Is there an issue having the proxmox installed on a PC with only one port? Will there be any configuration issues connecting the two machines, one with opnsense, the other with proxmox?
I have tried to research this but all results come back with a discussion of virtualizing opnsense. My plan is to have two separate bare metal installations.
I am so new to this...any help is appreciated!
There should not be any problem. Proxmox is just a server like any other and will do fine with a single network interface. Your OPNsense doesn't really care what you connect to your LAN.
Thank you for the reply. I am just starting to research how to utilize Proxmox, but my broad conceptualization of this is that the OPNsense router would be between my ISP and the Proxmox.
So the Proxmox would have an IP address on one of the VLANs? All the applications/OS installed on the Proxmox would then utilize the same single IP address? However, if I wanted to have software on Proxmox that monitored overall network activity would I then have to place the Proxmox between the ISP and OPNsense?
Obviously, I am new to this and trying to wrap my head around the general configuration.
Do a quick search for "router on a stick". Summary is that yes you use vlans for in and out. Personally I don't like this as it could open you up to a vlan hopping attack, but many people do things this way.
My personal preference is physical firewall with physical ports (at least physical port for WAN). To me this feels safer but it may not actually be better.
Quote from: Wrawky Stoan on February 28, 2024, 04:45:21 PM
Thank you for the reply. I am just starting to research how to utilize Proxmox, but my broad conceptualization of this is that the OPNsense router would be between my ISP and the Proxmox.

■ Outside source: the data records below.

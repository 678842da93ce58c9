//! Shared application state.

use std::sync::Arc;

use sqlx::PgPool;

use crate::config::ServerConfig;
use crate::services::mail::Mailer;

/// Shared application state, cheap to clone.
#[derive(Clone)]
pub struct AppState {
    inner: Arc<AppStateInner>,
}

struct AppStateInner {
    config: ServerConfig,
    pool: PgPool,
    mailer: Mailer,
}

impl AppState {
    /// Create new application state.
    #[must_use]
    pub fn new(config: ServerConfig, pool: PgPool, mailer: Mailer) -> Self {
        Self {
            inner: Arc::new(AppStateInner {
                config,
                pool,
                mailer,
            }),
        }
    }

    /// Get the server configuration.
    #[must_use]
    pub fn config(&self) -> &ServerConfig {
        &self.inner.config
    }

    /// Get the database pool.
    #[must_use]
    pub fn pool(&self) -> &PgPool {
        &self.inner.pool
    }

    /// Get the transactional mailer.
    #[must_use]
    pub fn mailer(&self) -> &Mailer {
        &self.inner.mailer
    }
}
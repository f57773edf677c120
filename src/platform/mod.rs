//! Capabilities the game needs from the outside world.
//!
//! The core never talks to a window, a sound card or a mouse directly. It
//! goes through four small traits:
//!
//! - [`Renderer`] draws named visuals and text, then presents the frame.
//! - [`AudioPlayer`] starts the ambient track, pauses it and fires one-shot cues.
//! - [`InputSource`] hands over the input events collected since the last poll.
//! - [`Clock`] caps the frame rate.
//!
//! Two backends implement them: [`raylib`] for the real game window and
//! [`headless`] for running a session without any device.

pub mod headless;
pub mod raylib;

use ::raylib::prelude::{Color, Vector2};

use crate::events::input::InputEvent;

/// Images the renderer knows how to draw.
#[derive(Debug, Clone, Copy, PartialEq, Eq, Hash)]
pub enum Visual {
    Tree,
    Lemon,
}

/// Looping background tracks.
#[derive(Debug, Clone, Copy, PartialEq, Eq, Hash)]
pub enum Track {
    Ambient,
}

/// Short sounds played once.
#[derive(Debug, Clone, Copy, PartialEq, Eq, Hash)]
pub enum Cue {
    GoalReached,
}

/// Font sizes used by the HUD.
#[derive(Debug, Clone, Copy, PartialEq, Eq, Hash, Default)]
pub enum TextSize {
    #[default]
    Normal,
    Large,
}

impl TextSize {
    pub fn px(self) -> i32 {
        match self {
            TextSize::Normal => 24,
            TextSize::Large => 32,
        }
    }
}

pub trait Renderer {
    /// Fill the whole frame with `color`.
    fn clear(&mut self, color: Color);
    /// Draw `visual` with its top-left corner at `position`.
    fn draw(&mut self, visual: Visual, position: Vector2);
    /// Draw `content` with its top-left corner at `position`.
    fn draw_text(&mut self, content: &str, position: Vector2, color: Color, size: TextSize);
    /// Width in pixels `content` would take when drawn at `size`.
    fn text_width(&self, content: &str, size: TextSize) -> f32;
    /// Show everything drawn since the last present.
    fn present(&mut self);
}

/// Fire-and-forget audio control.
pub trait AudioPlayer {
    fn play_loop(&mut self, track: Track);
    fn pause(&mut self);
    fn play_once(&mut self, cue: Cue);
}

pub trait InputSource {
    /// Drain pending events without blocking.
    fn poll(&mut self) -> Vec<InputEvent>;
}

pub trait Clock {
    /// Block until the next frame should start.
    fn wait_for_next_tick(&mut self, target_fps: u32);
}
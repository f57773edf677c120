//! Game systems.
//!
//! Submodules overview
//! - [`gamestate`] – pause the session once the goal is met
//! - [`input`] – dispatch queued input events to lemons
//! - [`lemons`] – advance the lemon population one tick
//! - [`render`] – queue background, lemons and HUD draw commands
//! - [`time`] – advance the session clock

pub mod gamestate;
pub mod input;
pub mod lemons;
pub mod render;
pub mod time;
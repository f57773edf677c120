use bevy_ecs::prelude::Resource;

/// Session clock, advanced once per frame by the frame loop.
#[derive(Resource, Clone, Copy, Debug, Default, PartialEq)]
pub struct WorldTime {
    pub elapsed: f32,
    pub delta: f32,
    pub frame_count: u64,
}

Sure. Proxmox is just a server in your LAN. Or in one of your other VLANs depending on how you want to partition your network. Companies frequently have half a dozen servers at least in some network all behind the single firewall (or a pair of them for high availability).

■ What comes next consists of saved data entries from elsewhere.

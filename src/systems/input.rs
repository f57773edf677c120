//! Input dispatch.
//!
//! [`input_dispatch_system`] drains the [`InputQueue`] once per frame. Each
//! pointer press is hit tested against every lemon independently, in
//! collection order, so a press on two overlapping lemons collects both.
//! Presses are ignored while the session is paused.
use bevy_ecs::prelude::*;
use log::{debug, info};
use raylib::prelude::Vector2;

use crate::components::lemon::Lemon;
use crate::events::input::InputEvent;
use crate::resources::gamestate::GameState;
use crate::resources::input::InputQueue;
use crate::resources::lemons::LemonManager;

/// Collect every idle lemon under `point`. Returns how many were hit.
pub fn dispatch_press(lemons: &mut [Lemon], point: Vector2) -> u32 {
    let mut hits = 0;
    for lemon in lemons.iter_mut() {
        if lemon.collect(point) {
            hits += 1;
        }
    }
    hits
}

pub fn input_dispatch_system(
    mut queue: ResMut<InputQueue>,
    mut lemons: ResMut<LemonManager>,
    mut state: ResMut<GameState>,
) {
    for event in queue.take_pending() {
        match event {
            InputEvent::Quit => {
                if !queue.quit_requested() {
                    info!("Quit requested");
                }
                queue.request_quit();
            }
            InputEvent::PointerDown { x, y } => {
                if state.is_paused() {
                    continue;
                }
                let hits = dispatch_press(lemons.lemons_mut(), Vector2::new(x, y));
                for _ in 0..hits {
                    state.record_collect();
                }
                if hits > 0 {
                    debug!(
                        "Press at ({}, {}) collected {} lemon(s), total {}/{}",
                        x,
                        y,
                        hits,
                        state.collected(),
                        state.goal()
                    );
                }
            }
        }
    }
}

Quote from: Wrawky Stoan on February 28, 2024, 04:45:21 PM
So the Proxmox would have an IP address on one of the VLANs?
Yes. That is the management interface of your Proxmox server.

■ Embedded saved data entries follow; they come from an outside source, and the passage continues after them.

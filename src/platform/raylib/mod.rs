//! Raylib backend: the real game window.
//!
//! [`RaylibPlatform`] owns the raylib handle and implements [`Renderer`],
//! [`InputSource`] and [`Clock`]. Draw calls are buffered and replayed
//! inside a single `begin_drawing` scope on [`Renderer::present`].
//! Audio lives in [`audio`], on its own thread.

pub mod audio;
pub mod textures;

use std::ffi::CString;

use log::info;
use raylib::ffi;
use raylib::prelude::*;

use crate::events::input::InputEvent;
use crate::platform::{Clock, InputSource, Renderer, TextSize, Visual};
use crate::resources::gameconfig::GameConfig;

use self::textures::TextureStore;

const POINTER_BUTTONS: [MouseButton; 3] = [
    MouseButton::MOUSE_BUTTON_LEFT,
    MouseButton::MOUSE_BUTTON_RIGHT,
    MouseButton::MOUSE_BUTTON_MIDDLE,
];

#[derive(Debug, Clone)]
enum Queued {
    Clear(Color),
    Sprite(Visual, Vector2),
    Text(String, Vector2, Color, TextSize),
}

pub struct RaylibPlatform {
    rl: RaylibHandle,
    thread: RaylibThread,
    textures: TextureStore,
    queued: Vec<Queued>,
    target_fps: u32,
}

impl RaylibPlatform {
    /// Open the window and load the tree and lemon images.
    pub fn open(config: &GameConfig) -> Result<Self, String> {
        let (mut rl, thread) = raylib::init()
            .size(config.window_width as i32, config.window_height as i32)
            .title(&config.title)
            .build();
        rl.set_target_fps(config.target_fps);
        // Disable ESC to exit
        rl.set_exit_key(None);

        let mut textures = TextureStore::new();
        textures.load(
            &mut rl,
            &thread,
            Visual::Tree,
            &config.tree_texture,
            config.tree_size(),
        )?;
        textures.load(
            &mut rl,
            &thread,
            Visual::Lemon,
            &config.lemon_texture,
            config.lemon_size(),
        )?;

        info!(
            "Window open: {}x{} '{}' at {} fps",
            config.window_width, config.window_height, config.title, config.target_fps
        );

        Ok(Self {
            rl,
            thread,
            textures,
            queued: Vec::new(),
            target_fps: config.target_fps,
        })
    }
}

impl Renderer for RaylibPlatform {
    fn clear(&mut self, color: Color) {
        self.queued.push(Queued::Clear(color));
    }

    fn draw(&mut self, visual: Visual, position: Vector2) {
        self.queued.push(Queued::Sprite(visual, position));
    }

    fn draw_text(&mut self, content: &str, position: Vector2, color: Color, size: TextSize) {
        self.queued
            .push(Queued::Text(content.to_string(), position, color, size));
    }

    fn text_width(&self, content: &str, size: TextSize) -> f32 {
        let Ok(c_text) = CString::new(content) else {
            return 0.0;
        };
        unsafe { ffi::MeasureText(c_text.as_ptr(), size.px()) as f32 }
    }

    fn present(&mut self) {
        let mut d = self.rl.begin_drawing(&self.thread);
        for cmd in self.queued.drain(..) {
            match cmd {
                Queued::Clear(color) => d.clear_background(color),
                Queued::Sprite(visual, pos) => {
                    if let Some(entry) = self.textures.get(visual) {
                        let src = Rectangle {
                            x: 0.0,
                            y: 0.0,
                            width: entry.texture.width as f32,
                            height: entry.texture.height as f32,
                        };
                        let dest = Rectangle {
                            x: pos.x,
                            y: pos.y,
                            width: entry.size.x,
                            height: entry.size.y,
                        };
                        d.draw_texture_pro(
                            &entry.texture,
                            src,
                            dest,
                            Vector2::zero(),
                            0.0,
                            Color::WHITE,
                        );
                    }
                }
                Queued::Text(content, pos, color, size) => {
                    d.draw_text(&content, pos.x as i32, pos.y as i32, size.px(), color);
                }
            }
        }
    }
}

impl InputSource for RaylibPlatform {
    fn poll(&mut self) -> Vec<InputEvent> {
        let mut events = Vec::new();
        let mouse = self.rl.get_mouse_position();
        for button in POINTER_BUTTONS {
            if self.rl.is_mouse_button_pressed(button) {
                events.push(InputEvent::pointer_down(mouse));
            }
        }
        if self.rl.window_should_close() {
            events.push(InputEvent::Quit);
        }
        events
    }
}

impl Clock for RaylibPlatform {
    /// Raylib already waits inside `end_drawing`; this only follows fps changes.
    fn wait_for_next_tick(&mut self, target_fps: u32) {
        if target_fps != self.target_fps {
            self.rl.set_target_fps(target_fps);
            self.target_fps = target_fps;
        }
    }
}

Quote from: Wrawky Stoan on February 28, 2024, 04:45:21 PM
All the applications/OS installed on the Proxmox would then utilize the same single IP address?
If they are container based then probably yes. VMs use a bridge to connect to the VLAN that Proxmox is connected to and each VM gets its own IP address.
You can also create VLANs on the single interface of your Proxmox host, run a tagged connection to your switch, and bridge some VMs to VLAN X and some to VLAN Y.
Quote from: Wrawky Stoan on February 28, 2024, 04:45:21 PM
However, if I wanted to have software on Proxmox that monitored overall network activity would I then have to place the Proxmox between the ISP and OPNsense?
First - if I am not mistaken, I do not run Proxmox myself - you won't "run software" omn Proxmox. Proxmos is first and foremost a virtualisation host supporting containers and VMs. You create e.g. VMs that run a complete operating system (virtual servers) and install your applications on them. Using a separate VM for each application (which is an entire server in itself with its own IP address and everything) makes maintenance, backup, restore etc. of these applications simpler. That's why VMs exist. If you want to run all your software on a single Linux host, that's what we did back in the 90s of last century, you can, but frequently there will be conflicts that cannot easily be resolved and e.g. updating one application might break others. So VMs. Also modern systems have more than enough power to do that.
HTH,
Patrick
Thank you Patrick and Greg... this helps me envision a general setup, still lots of research to be done!